At the airfield, V-for-Victor's crew lounged around B Flight office waiting to see if operations were on. They kept looking up into the sky as if trying to guess what the weather was going to be like. Some of the men chuckled. "Papa Harris is so set on writing off the Big City that he hardly even notices the weather," one of them said. "The last time there were kites stooging around all over the place. The met boobed that one."

It was a strange new language. What the airman was saying was that the last time out, the meteorological men had given a wrong steer on the weather, and the planes had been flying all over looking for the field, on the return trip. "Papa Harris" was Air Chief Marshal Harris, chief of Bomber Command.

V-for-Victor's captain came back from operations room with the news that there would be ops. That settled the discussion. You seemed to be aware, without noticing anything in particular, of a kind of tension that gripped the men; like they were pulling in their belts a notch or two to get set for the job ahead.

And with the news, everybody got busy – the aircrews, the ground crews, the mechanics, the Waafs, the cooks. The ships already had a basic bomb and fuel load on board, and the additional loads were sent out in ammunition trailers and fuel trucks. The perimeter track lost its usually deserted appearance and looked like a well-traveled [sic] highway, with trucks and trailers, buses and bicycles hurrying out to the dispersal points. It was just like the preparations at any bomber base before taking off for enemy territory – but going over the big city was something different. These men had been there before. They knew what to expect.

In the equipment room, June, the pint-sized Waaf in battledress, was an incongruous note. Over a counter as high as her chin, she flung parachutes, harnesses and Mae Wests. The crew grabbed them and lugged them out to the ships. You kept thinking they ought to be able to get somebody a little bigger for the job she was handling.

In the briefing room, the met officer gave the weather report and the forecast over enemy territory. There would be considerable cloud over the target. The men grinned. An operations officer gave a talk on the trip. The route was outlined on a large map of Germany on the front wall. It looked ominously long on the large-scale map. He pointed out where the ground defenses [dic] were supposed to be strong, and where fighter opposition might be expected. He gave the time when the various phases should be over the target. He explained where the "spoof" attacks were to be made, and the time. He told the men what kinds of flares and other markers the Pathfinders would drop. There was the usual business of routine instructions, statistics and tactics to be used. The group captain gave a pep-talk on the progress of the Battle of Berlin. And all the while, that tape marking the route stared you in the face, and seemed to grow longer and longer.

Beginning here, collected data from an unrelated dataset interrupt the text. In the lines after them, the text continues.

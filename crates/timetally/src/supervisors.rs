//! 🎬 *[camera pans across a dimly lit server room]*
//! 🎬 "In a world where timesheets arrive one page at a time..."
//! 🎬 "One supervisor dared to add them all up."
//! 🎬 *[record scratch]* 🦆
//!
//! 📦 The Supervisor module — part middle manager, part accountant.
//!
//! It plans the page offsets, spawns one [`workers::PageWorker`] per page under a semaphore
//! ceiling, folds every partial aggregate that comes back over the results channel, and
//! keeps a tally of what got skipped. Progress counts go over a second channel to a
//! dedicated task that owns the progress bar.
//!
//! Both channels close on their own once every worker has dropped its sender, which is
//! how the fold loop knows it has seen every page.
//!
//! ⚠️ DO NOT MAKE THIS PUB EVER
//! 💀 WORKERS ARE SUPERVISORS PRIVATE LITTLE MINIONS WHOM THE WORLD FORGOT ABOUT

pub(crate) mod workers;

use std::sync::Arc;
use std::time::Duration;

use anyhow::{Context, Result};
use async_channel::Sender;
use futures::future::join_all;
use tokio::sync::Semaphore;
use tokio_util::sync::CancellationToken;
use tracing::{debug, info, warn};

use crate::aggregate::{EmployeeFilter, PipelineSummary, Roster, SkippedPage};
use crate::app_config::RuntimeConfig;
use crate::backends::SourceBackend;
use crate::period::DateRange;
use crate::progress::ProgressMetrics;
use workers::{PageReport, PageWorker, Worker};

/// 📐 `0, page_size, 2 * page_size, ...` strictly below `total`.
pub(crate) fn page_offsets(total: usize, page_size: usize) -> Vec<usize> {
    (0..total).step_by(page_size.max(1)).collect()
}

/// 📦 The Supervisor: because even async tasks need someone hovering over them
/// asking "is it done yet?" every 5 milliseconds.
#[derive(Debug)]
pub(crate) struct Supervisor {
    runtime: RuntimeConfig,
    source: Arc<SourceBackend>,
    cancel: CancellationToken,
}

impl Supervisor {
    pub(crate) fn new(runtime: RuntimeConfig, source: SourceBackend, cancel: CancellationToken) -> Self {
        Self {
            runtime,
            source: Arc::new(source),
            cancel,
        }
    }

    /// 🧵 Fetch and fold every page of `range`.
    ///
    /// `total` is the remote count for the range. Detail lines go to `lines`; the returned
    /// summary holds the merged aggregate and the page accounting. Page failures end up in
    /// `skipped`, not in the `Err` branch. `Err` means a worker could not talk to the
    /// sink or to us, and the report cannot be trusted.
    pub(crate) async fn fold_pages(
        &self,
        range: DateRange,
        total: usize,
        filter: EmployeeFilter,
        roster: Roster,
        lines: Sender<String>,
    ) -> Result<PipelineSummary> {
        let offsets = page_offsets(total, self.runtime.page_size);
        let mut summary = PipelineSummary {
            pages_planned: offsets.len(),
            ..PipelineSummary::default()
        };
        info!(
            "🚀 {total} entries in {range}: {} pages of {}, at most {} in flight",
            offsets.len(),
            self.runtime.page_size,
            self.runtime.max_workers
        );

        let permits = Arc::new(Semaphore::new(self.runtime.max_workers));
        let filter = Arc::new(filter);
        let (results_tx, results_rx) = async_channel::bounded(self.runtime.max_workers);
        let (progress_tx, progress_rx) = async_channel::bounded::<u64>(self.runtime.max_workers);

        let mut metrics = ProgressMetrics::new(
            format!("timesheets: {range}"),
            total as u64,
            offsets.len() as u64,
            self.runtime.show_progress,
        );
        let progress_handle = tokio::spawn(async move {
            while let Ok(records) = progress_rx.recv().await {
                metrics.update(records);
            }
            metrics.finish();
            debug!(
                "📊 progress drained: {} pages, {} entries",
                metrics.pages(),
                metrics.records()
            );
        });

        let handles: Vec<_> = offsets
            .iter()
            .map(|&offset| {
                PageWorker {
                    offset,
                    limit: self.runtime.page_size,
                    range,
                    fetch_timeout: Duration::from_secs(self.runtime.fetch_timeout_secs),
                    source: self.source.clone(),
                    filter: filter.clone(),
                    roster: roster.clone(),
                    permits: permits.clone(),
                    cancel: self.cancel.clone(),
                    lines: lines.clone(),
                    progress: progress_tx.clone(),
                    results: results_tx.clone(),
                }
                .start()
            })
            .collect();
        // -- 🔒 only the workers may hold senders now, or the fold loop below never ends
        drop(results_tx);
        drop(progress_tx);
        drop(lines);

        while let Ok(report) = results_rx.recv().await {
            match report {
                PageReport::Folded {
                    offset,
                    fetched,
                    partial,
                } => {
                    debug!("🔀 folding offset {offset}: {} accepted of {fetched}", partial.entries);
                    summary.aggregate.merge(partial);
                    summary.pages_folded += 1;
                    summary.records_fetched += fetched;
                }
                PageReport::Skipped { offset, reason } => {
                    summary.skipped.push(SkippedPage { offset, reason });
                }
            }
        }

        for joined in join_all(handles).await {
            joined.context("💀 a page worker panicked")??;
        }
        progress_handle
            .await
            .context("💀 the progress task panicked")?;

        summary.skipped.sort_by_key(|page| page.offset);
        summary.cancelled = self.cancel.is_cancelled();
        if !summary.skipped.is_empty() {
            warn!(
                "⚠️ {} of {} pages skipped, the report is incomplete",
                summary.skipped.len(),
                summary.pages_planned
            );
        }
        info!(
            "✅ folded {} pages, {} entries fetched, {:.2} hours accepted",
            summary.pages_folded, summary.records_fetched, summary.aggregate.total_hours
        );
        Ok(summary)
    }
}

Outside, it was hazy and growing more so. But this was nothing new. The men were convinced that the weather was always at its most variable and its dampest and its haziest over their field. What could you expect? Ops would probably be scrubbed after all. Hell of a note!

In the fading light the planes were silhouetted against the sky. They looked, on the ground, slightly hunched and menacing like hawks. Seeing them there, in the half light, you would never guess how easy and graceful they are in flight. Nor would you realize, when you see them soaring off the runway, what an immense load they take up with them. It is only when you see the open bomb bay, on the ground, that you get some idea of a Lancaster's destructive power. The open bomb bay seems like a small hangar. The 4,000 pound block-buster in place looks like a kitten curled up in a large bed. It is a sobering sight.

In the evening some of the men tried to catch a few winks; most of them just sat around talking. The operational meal followed. It was only a snack, but it was the last solid food any one would get until the fresh egg and bacon breakfast which has become a ritual for the proper ending of a successful mission.

A YANK correspondent went along with the RAF Lancasters as they made two of their historic night raids on the "Big City" – and watched them drop their "blockbusters" and incendiaries on the nerve centre of Europe's evil genius. From these two trips he learned what all RAF night bombing crews have learned – that usually you either get back intact or you don't get back at all. This is the story of one of those missions over Berlin.


“British Gunner,” IBCC Digital Archive, accessed September 30, 2023,

Item Relations

This item has no relations.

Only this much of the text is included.